## LISTED ENTRIES:

• • • • •

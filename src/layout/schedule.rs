//! Layout pass scheduling
//!
//! A layout pass must never run inside another one. Requests that arrive while a
//! pass is running (or from collaborators holding a [`LayoutHandle`]) are
//! coalesced into a single pending request that runs on the next [`frame`].
//!
//! [`frame`]: LayoutScheduler::frame

use std::cell::Cell;
use std::rc::Rc;

use super::types::BoundingBox;

#[derive(Debug, Default)]
struct Shared {
    in_progress: Cell<bool>,
    pending: Cell<Option<BoundingBox>>,
}

/// Marks a pass as running until dropped, even if the pass unwinds
struct PassGuard<'a> {
    shared: &'a Shared,
}

impl<'a> PassGuard<'a> {
    fn enter(shared: &'a Shared) -> Self {
        shared.in_progress.set(true);
        Self { shared }
    }
}

impl Drop for PassGuard<'_> {
    fn drop(&mut self) {
        self.shared.in_progress.set(false);
    }
}

/// Cloneable request channel into a [`LayoutScheduler`]
#[derive(Debug, Clone)]
pub struct LayoutHandle {
    shared: Rc<Shared>,
}

impl LayoutHandle {
    /// Ask for a layout against `container` on the next frame; later requests win
    pub fn request(&self, container: BoundingBox) {
        if self.shared.in_progress.get() {
            log::debug!("layout requested during a pass, deferring to next frame");
        }
        self.shared.pending.set(Some(container));
    }

    pub fn is_in_progress(&self) -> bool {
        self.shared.in_progress.get()
    }
}

/// Re-entrancy guard and request coalescer for layout passes
#[derive(Debug, Default)]
pub struct LayoutScheduler {
    shared: Rc<Shared>,
    last_container: Option<BoundingBox>,
}

impl LayoutScheduler {
    pub fn new() -> Self {
        Self::default()
    }

    pub fn handle(&self) -> LayoutHandle {
        LayoutHandle {
            shared: Rc::clone(&self.shared),
        }
    }

    /// Queue a layout for the next frame
    pub fn request(&self, container: BoundingBox) {
        self.handle().request(container);
    }

    pub fn is_pending(&self) -> bool {
        self.shared.pending.get().is_some()
    }

    pub fn is_in_progress(&self) -> bool {
        self.shared.in_progress.get()
    }

    /// Container bounds of the most recent completed pass
    pub fn last_container(&self) -> Option<BoundingBox> {
        self.last_container
    }

    /// Run a layout pass now, unless one is already running
    ///
    /// Returns `None` (and records the request as pending) when a pass is in progress.
    pub fn run<R>(&mut self, container: BoundingBox, pass: impl FnOnce(BoundingBox) -> R) -> Option<R> {
        if self.shared.in_progress.get() {
            log::debug!("layout pass already running, deferring");
            self.shared.pending.set(Some(container));
            return None;
        }

        let result = {
            let _guard = PassGuard::enter(&self.shared);
            pass(container)
        };
        self.last_container = Some(container);
        Some(result)
    }

    /// Run the coalesced pending request, if any
    pub fn frame<R>(&mut self, pass: impl FnOnce(BoundingBox) -> R) -> Option<R> {
        if self.shared.in_progress.get() {
            return None;
        }
        let container = self.shared.pending.take()?;
        self.run(container, pass)
    }
}

#[cfg(test)]
mod tests {
    use super::*;

    fn bounds(width: f64) -> BoundingBox {
        BoundingBox::new(0.0, 0.0, width, 100.0)
    }

    #[test]
    fn test_run_executes_immediately() {
        let mut scheduler = LayoutScheduler::new();
        let result = scheduler.run(bounds(100.0), |c| c.width);
        assert_eq!(result, Some(100.0));
        assert_eq!(scheduler.last_container(), Some(bounds(100.0)));
        assert!(!scheduler.is_in_progress());
    }

    #[test]
    fn test_requests_coalesce_to_latest() {
        let mut scheduler = LayoutScheduler::new();
        let handle = scheduler.handle();
        handle.request(bounds(100.0));
        handle.request(bounds(200.0));
        scheduler.request(bounds(300.0));
        assert!(scheduler.is_pending());

        let mut runs = Vec::new();
        scheduler.frame(|c| runs.push(c.width));
        scheduler.frame(|c| runs.push(c.width));
        assert_eq!(runs, vec![300.0]);
        assert!(!scheduler.is_pending());
    }

    #[test]
    fn test_request_during_pass_is_deferred() {
        let mut scheduler = LayoutScheduler::new();
        let handle = scheduler.handle();

        scheduler.run(bounds(100.0), |_| {
            assert!(handle.is_in_progress());
            handle.request(bounds(150.0));
        });

        assert!(scheduler.is_pending());
        let width = scheduler.frame(|c| c.width);
        assert_eq!(width, Some(150.0));
    }

    #[test]
    fn test_panicking_pass_does_not_block_later_passes() {
        let mut scheduler = LayoutScheduler::new();
        let outcome = std::panic::catch_unwind(std::panic::AssertUnwindSafe(|| {
            scheduler.run(bounds(100.0), |_| panic!("measurer failed"));
        }));
        assert!(outcome.is_err());
        assert!(!scheduler.is_in_progress());
        assert_eq!(scheduler.run(bounds(200.0), |c| c.width), Some(200.0));
    }

    #[test]
    fn test_frame_without_request_is_noop() {
        let mut scheduler = LayoutScheduler::new();
        assert_eq!(scheduler.frame(|_| 1), None);
    }
}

• • • • •

## ASSIGNED TASK:
Repeat the listing in its entirety, keeping each line as it is.

## WRITTEN RESPONSE:
filename src/layout/schedule.rs
//! Layout pass scheduling
//!
//! A layout pass must never run inside another one. Requests that arrive while a
//! pass is running (or from collaborators holding a [`LayoutHandle`]) are
//! coalesced into a single pending request that runs on the next [`frame`].
//!
//! [`frame`]: LayoutScheduler::frame

use std::cell::Cell;
use std::rc::Rc;

use super::types::BoundingBox;

#[derive(Debug, Default)]
struct Shared {
    in_progress: Cell<bool>,
    pending: Cell<Option<BoundingBox>>,
}

/// Marks a pass as running until dropped, even if the pass unwinds
struct PassGuard<'a> {
    shared: &'a Shared,
}

impl<'a> PassGuard<'a> {
    fn enter(shared: &'a Shared) -> Self {
        shared.in_progress.set(true);
        Self { shared }
    }
}

impl Drop for PassGuard<'_> {
    fn drop(&mut self) {
        self.shared.in_progress.set(false);
    }
}

/// Cloneable request channel into a [`LayoutScheduler`]
#[derive(Debug, Clone)]
pub struct LayoutHandle {
    shared: Rc<Shared>,
}

impl LayoutHandle {
    /// Ask for a layout against `container` on the next frame; later requests win
    pub fn request(&self, container: BoundingBox) {
        if self.shared.in_progress.get() {
            log::debug!("layout requested during a pass, deferring to next frame");
        }
        self.shared.pending.set(Some(container));
    }

    pub fn is_in_progress(&self) -> bool {
        self.shared.in_progress.get()
    }
}

/// Re-entrancy guard and request coalescer for layout passes
#[derive(Debug, Default)]
pub struct LayoutScheduler {
    shared: Rc<Shared>,
    last_container: Option<BoundingBox>,
}

impl LayoutScheduler {
    pub fn new() -> Self {
        Self::default()
    }

    pub fn handle(&self) -> LayoutHandle {
        LayoutHandle {
            shared: Rc::clone(&self.shared),
        }
    }

    /// Queue a layout for the next frame
    pub fn request(&self, container: BoundingBox) {
        self.handle().request(container);
    }

    pub fn is_pending(&self) -> bool {
        self.shared.pending.get().is_some()
    }

    pub fn is_in_progress(&self) -> bool {
        self.shared.in_progress.get()
    }

    /// Container bounds of the most recent completed pass
    pub fn last_container(&self) -> Option<BoundingBox> {
        self.last_container
    }

    /// Run a layout pass now, unless one is already running
    ///
    /// Returns `None` (and records the request as pending) when a pass is in progress.
    pub fn run<R>(&mut self, container: BoundingBox, pass: impl FnOnce(BoundingBox) -> R) -> Option<R> {
        if self.shared.in_progress.get() {
            log::debug!("layout pass already running, deferring");
            self.shared.pending.set(Some(container));
            return None;
        }

        let result = {
            let _guard = PassGuard::enter(&self.shared);
            pass(container)
        };
        self.last_container = Some(container);
        Some(result)
    }

    /// Run the coalesced pending request, if any
    pub fn frame<R>(&mut self, pass: impl FnOnce(BoundingBox) -> R) -> Option<R> {
        if self.shared.in_progress.get() {
            return None;
        }
        let container = self.shared.pending.take()?;
        self.run(container, pass)
    }
}

#[cfg(test)]
mod tests {
    use super::*;

    fn bounds(width: f64) -> BoundingBox {
        BoundingBox::new(0.0, 0.0, width, 100.0)
    }

    #[test]
    fn test_run_executes_immediately() {
        let mut scheduler = LayoutScheduler::new();
        let result = scheduler.run(bounds(100.0), |c| c.width);
        assert_eq!(result, Some(100.0));
        assert_eq!(scheduler.last_container(), Some(bounds(100.0)));
        assert!(!scheduler.is_in_progress());
    }

    #[test]
    fn test_requests_coalesce_to_latest() {
        let mut scheduler = LayoutScheduler::new();
        let handle = scheduler.handle();
        handle.request(bounds(100.0));
        handle.request(bounds(200.0));
        scheduler.request(bounds(300.0));
        assert!(scheduler.is_pending());

        let mut runs = Vec::new();
        scheduler.frame(|c| runs.push(c.width));
        scheduler.frame(|c| runs.push(c.width));
        assert_eq!(runs, vec![300.0]);
        assert!(!scheduler.is_pending());
    }

    #[test]
    fn test_request_during_pass_is_deferred() {
        let mut scheduler = LayoutScheduler::new();
        let handle = scheduler.handle();

        scheduler.run(bounds(100.0), |_| {
            assert!(handle.is_in_progress());
            handle.request(bounds(150.0));
        });

        assert!(scheduler.is_pending());
        let width = scheduler.frame(|c| c.width);
        assert_eq!(width, Some(150.0));
    }

    #[test]
    fn test_panicking_pass_does_not_block_later_passes() {
        let mut scheduler = LayoutScheduler::new();
        let outcome = std::panic::catch_unwind(std::panic::AssertUnwindSafe(|| {
            scheduler.run(bounds(100.0), |_| panic!("measurer failed"));
        }));
        assert!(outcome.is_err());
        assert!(!scheduler.is_in_progress());
        assert_eq!(scheduler.run(bounds(200.0), |c| c.width), Some(200.0));
    }

    #[test]
    fn test_frame_without_request_is_noop() {
        let mut scheduler = LayoutScheduler::new();
        assert_eq!(scheduler.frame(|_| 1), None);
    }
}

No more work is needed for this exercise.